A field write-up on a domain/feature-driven Playwright setup — the framework
configuration, the tag strategy that ties tests to a test-management system, and the
tiered run model (smoke on every PR → nightly regression → post-release production
validation). Tooling and infrastructure specifics are generalized so the
patterns are reusable anywhere.
Contents
- Context
- Framework configuration: a layered, project-partitioned setup
- Tag strategy: two independent axes
- The smoke tier
- Worker tuning
- Production validation
- The tiered run model, end to end
- What I'd tell another team starting this
At a glance — the run tiers
| Tier (tag) | Trigger | Scope | Workers | Goal |
|---|---|---|---|---|
Smoke (@smoke) |
Every PR | Curated subset, per-domain matrix | 1 / job | Fast merge-gate feedback (~5 min P95) |
| Regression (no tier tag) | Nightly | Everything | Many | Broad coverage overnight |
Production validation (@production-validation) |
After each production release (or more frequent releases) | Small, stable critical-path set, per region | Tuned | Catch prod-only issues early, across regions |
Endurance (@endurance) |
Dedicated schedule | One long-running spec, isolated project | 1 | Cover tens-of-minutes flows off the critical path |
Context
Picture a product large enough that its end-to-end suite spans several independent
feature domains (think: onboarding, checkout, search, messaging, billing, integrations)

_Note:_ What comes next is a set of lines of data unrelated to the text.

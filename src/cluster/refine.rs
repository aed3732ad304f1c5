use crate::cluster::{KMeans, KMeansFit};
use crate::dataset::Dataset;
use crate::error::{Error, Result};

/// One level of exploratory refinement: a chosen cluster's rows, re-clustered
/// on their own with an independent (k, seed) run.
#[derive(Clone, Debug)]
pub struct Refinement {
    /// Which parent cluster was carved out.
    pub parent_cluster: usize,
    /// The carved-out rows, labels and year columns preserved.
    pub subset: Dataset,
    /// The fresh k-means fit over the subset.
    pub fit: KMeansFit,
}

/// Re-cluster the rows of one cluster from a completed fit.
///
/// The parent assignment is discarded for the subset; `clusterer` carries its
/// own k and seed. There is no automatic stopping rule — the caller decides
/// whether to refine again, to arbitrary depth.
pub fn refine_cluster(
    data: &Dataset,
    fit: &KMeansFit,
    cluster_id: usize,
    clusterer: &KMeans,
) -> Result<Refinement> {
    if fit.labels.len() != data.n_rows() {
        return Err(Error::InputShape(format!(
            "fit covers {} rows but dataset has {}",
            fit.labels.len(),
            data.n_rows()
        )));
    }
    if cluster_id < 1 || cluster_id > fit.n_clusters() {
        return Err(Error::Parameter(format!(
            "cluster id {} outside [1, {}]",
            cluster_id,
            fit.n_clusters()
        )));
    }

    let members = fit.members(cluster_id);
    let subset = data.subset(&members)?;
    let sub_fit = clusterer.fit(&subset.values)?;

    Ok(Refinement {
        parent_cluster: cluster_id,
        subset,
        fit: sub_fit,
    })
}
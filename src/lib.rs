//! Exploratory cluster analysis over labeled yearly time-series tables.
//!
//! The crate implements the reproducible core of a PCA + k-means
//! exploration: load a labeled table (rows = entities such as countries,
//! columns = yearly observations), project it with a standardized principal
//! component analysis, partition it with seeded k-means, and optionally
//! re-cluster one cluster's subset to look for sub-groups. Plotting and
//! printing stay with the caller; the [`report`] module hands back plain
//! tables for that.
//!
//! # Examples
//!
//! ```rust
//! use epiclust::{KMeans, PCA, Matrix};
//! use ndarray::array;
//!
//! let x = array![
//!     [0.0, 0.0, 0.0],
//!     [1.0, 1.0, 1.0],
//!     [10.0, 10.0, 10.0],
//!     [11.0, 11.0, 11.0]
//! ];
//!
//! // Two-component projection for a scatterplot.
//! let mut pca = PCA::new().n_components(2);
//! let scores = pca.fit_transform(&x).unwrap();
//! assert_eq!(scores.shape(), &[4, 2]);
//!
//! // Seeded k-means on the original (unscaled) matrix.
//! let fit = KMeans::new(2).seed(7).fit(&x).unwrap();
//! assert_eq!(fit.labels.len(), 4);
//! assert!(fit.labels.iter().all(|&c| c == 1 || c == 2));
//! ```

pub use ndarray::{Array1, Array2, ArrayView1, ArrayView2};

pub mod cluster;
pub mod dataset;
pub mod decomposition;
pub mod error;
pub mod loading;
pub mod metrics;
pub mod preprocessing;
pub mod report;

pub type Vector = Array1<f64>;
pub type Matrix = Array2<f64>;

pub use cluster::{KMeans, KMeansFit, Refinement, refine_cluster};
pub use dataset::Dataset;
pub use decomposition::PCA;
pub use error::{Error, Result};
pub use loading::{parse_csv, read_csv};
pub use preprocessing::StandardScaler;
use epiclust::{KMeans, PCA, refine_cluster, parse_csv, report};

// Excerpt of a WHO-style tuberculosis incidence table: one row per country,
// one column per year, absolute case counts with thousands separators.
const TB_CSV: &str = "\
country,X1990,X1991,X1992,X1993,X1994,X1995
Afghanistan,\"50,443\",\"51,316\",\"55,336\",\"58,820\",\"61,121\",\"63,598\"
Bangladesh,\"263,598\",\"262,336\",\"260,226\",\"258,311\",\"256,825\",\"255,437\"
Brazil,\"110,513\",\"109,310\",\"107,108\",\"104,804\",\"102,257\",\"99,622\"
Cambodia,\"72,163\",\"74,393\",\"76,717\",\"79,115\",\"81,516\",\"83,848\"
China,\"1,348,130\",\"1,361,290\",\"1,372,530\",\"1,381,860\",\"1,388,940\",\"1,393,330\"
Germany,\"17,913\",\"17,522\",\"17,620\",\"17,415\",\"16,977\",\"16,284\"
Iceland,11,11,10,10,9,9
India,\"1,790,769\",\"1,818,136\",\"1,843,941\",\"1,867,970\",\"1,889,966\",\"1,909,892\"
Indonesia,\"443,364\",\"450,789\",\"458,263\",\"465,779\",\"473,326\",\"480,910\"
Netherlands,\"1,646\",\"1,636\",\"1,631\",\"1,630\",\"1,626\",\"1,615\"
Norway,359,356,349,342,334,325
Peru,\"53,740\",\"53,421\",\"52,944\",\"52,320\",\"51,565\",\"50,699\"
Philippines,\"197,593\",\"201,239\",\"204,848\",\"208,406\",\"211,911\",\"215,353\"
Vietnam,\"123,556\",\"125,901\",\"128,215\",\"130,499\",\"132,748\",\"134,957\"
";

fn main() -> Result<(), Box<dyn std::error::Error>> {
    println!("=== TB incidence: PCA + k-means walkthrough ===\n");

    let data = parse_csv(TB_CSV)?;
    println!(
        "Dataset: {} countries, {} yearly columns ({} .. {})",
        data.n_rows(),
        data.n_cols(),
        data.columns.first().unwrap(),
        data.columns.last().unwrap()
    );

    println!("\n=== Principal components (standardized) ===");
    let mut pca = PCA::new().n_components(2);
    let scores = pca.fit_transform(&data.values)?;

    let explained = pca.explained_variance_ratio.as_ref().unwrap();
    println!(
        "PC1 explains {:.1}% of variance, PC2 explains {:.1}%",
        explained[0] * 100.0,
        explained[1] * 100.0
    );

    println!("\nComponent scores (for the scatterplot):");
    for (label, coords) in report::scores_table(&data, &scores)? {
        println!("  {:<14} PC1 {:>8.3}  PC2 {:>8.3}", label, coords[0], coords[1]);
    }

    println!("\n=== Trying k = 3..6 on the original (unscaled) table ===");
    for k in 3..=6 {
        let fit = KMeans::new(k).seed(2021).fit(&data.values)?;
        println!(
            "k = {}: sizes {:?}, total WCSS {:.3e}, {} iterations{}",
            k,
            fit.sizes,
            fit.total_wcss,
            fit.n_iter,
            if fit.converged { "" } else { " (iteration cap hit)" }
        );
    }

    println!("\n=== Settling on k = 4 ===");
    let fit = KMeans::new(4).seed(2021).fit(&data.values)?;
    let groups = report::membership(&data, &fit)?;
    for (cluster, members) in groups.iter().enumerate() {
        println!("Cluster {}: {}", cluster + 1, members.join(", "));
    }

    // Take the most populated cluster and look for sub-groups inside it.
    let (largest, _) = fit
        .sizes
        .iter()
        .enumerate()
        .max_by_key(|&(_, &size)| size)
        .unwrap();
    let largest_id = largest + 1;

    println!(
        "\n=== Second level: splitting cluster {} (size {}) with k = 2 ===",
        largest_id, fit.sizes[largest]
    );
    let refinement = refine_cluster(&data, &fit, largest_id, &KMeans::new(2).seed(2022))?;
    let sub_groups = report::membership(&refinement.subset, &refinement.fit)?;
    for (cluster, members) in sub_groups.iter().enumerate() {
        println!("Sub-cluster {}: {}", cluster + 1, members.join(", "));
    }

    println!("\nSub-cluster centroid trajectories (for the line chart):");
    for (cluster, series) in report::centroid_table(&refinement.subset, &refinement.fit)? {
        let trajectory: Vec<String> = series
            .iter()
            .map(|(year, value)| format!("{}={:.0}", year, value))
            .collect();
        println!("  Sub-cluster {}: {}", cluster, trajectory.join("  "));
    }

    Ok(())
}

and has to run against everything from a local dev build to production in multiple
geographic regions.
The hard part of E2E at this scale isn't writing tests — it's keeping them fast enough
to gate PRs, trustworthy enough that red means red, and traceable enough that a
failure maps to a known test case. Almost every decision below is in service of one of
those three.
Throughout, I'll use generic domain names (checkout, search, onboarding, …) as
stand-ins for whatever your product's feature areas happen to be.
1. Framework configuration: a layered, project-partitioned setup
A shared base config, thin per-app overrides
There's one base config that every app/package inherits (playwright.base.config),
and a thin top-level playwright.config.ts that spreads it and adds what's local. This
keeps cross-cutting settings (reporters, trace/screenshot-on-failure, timeouts) in one
place and lets each consumer override only what it needs.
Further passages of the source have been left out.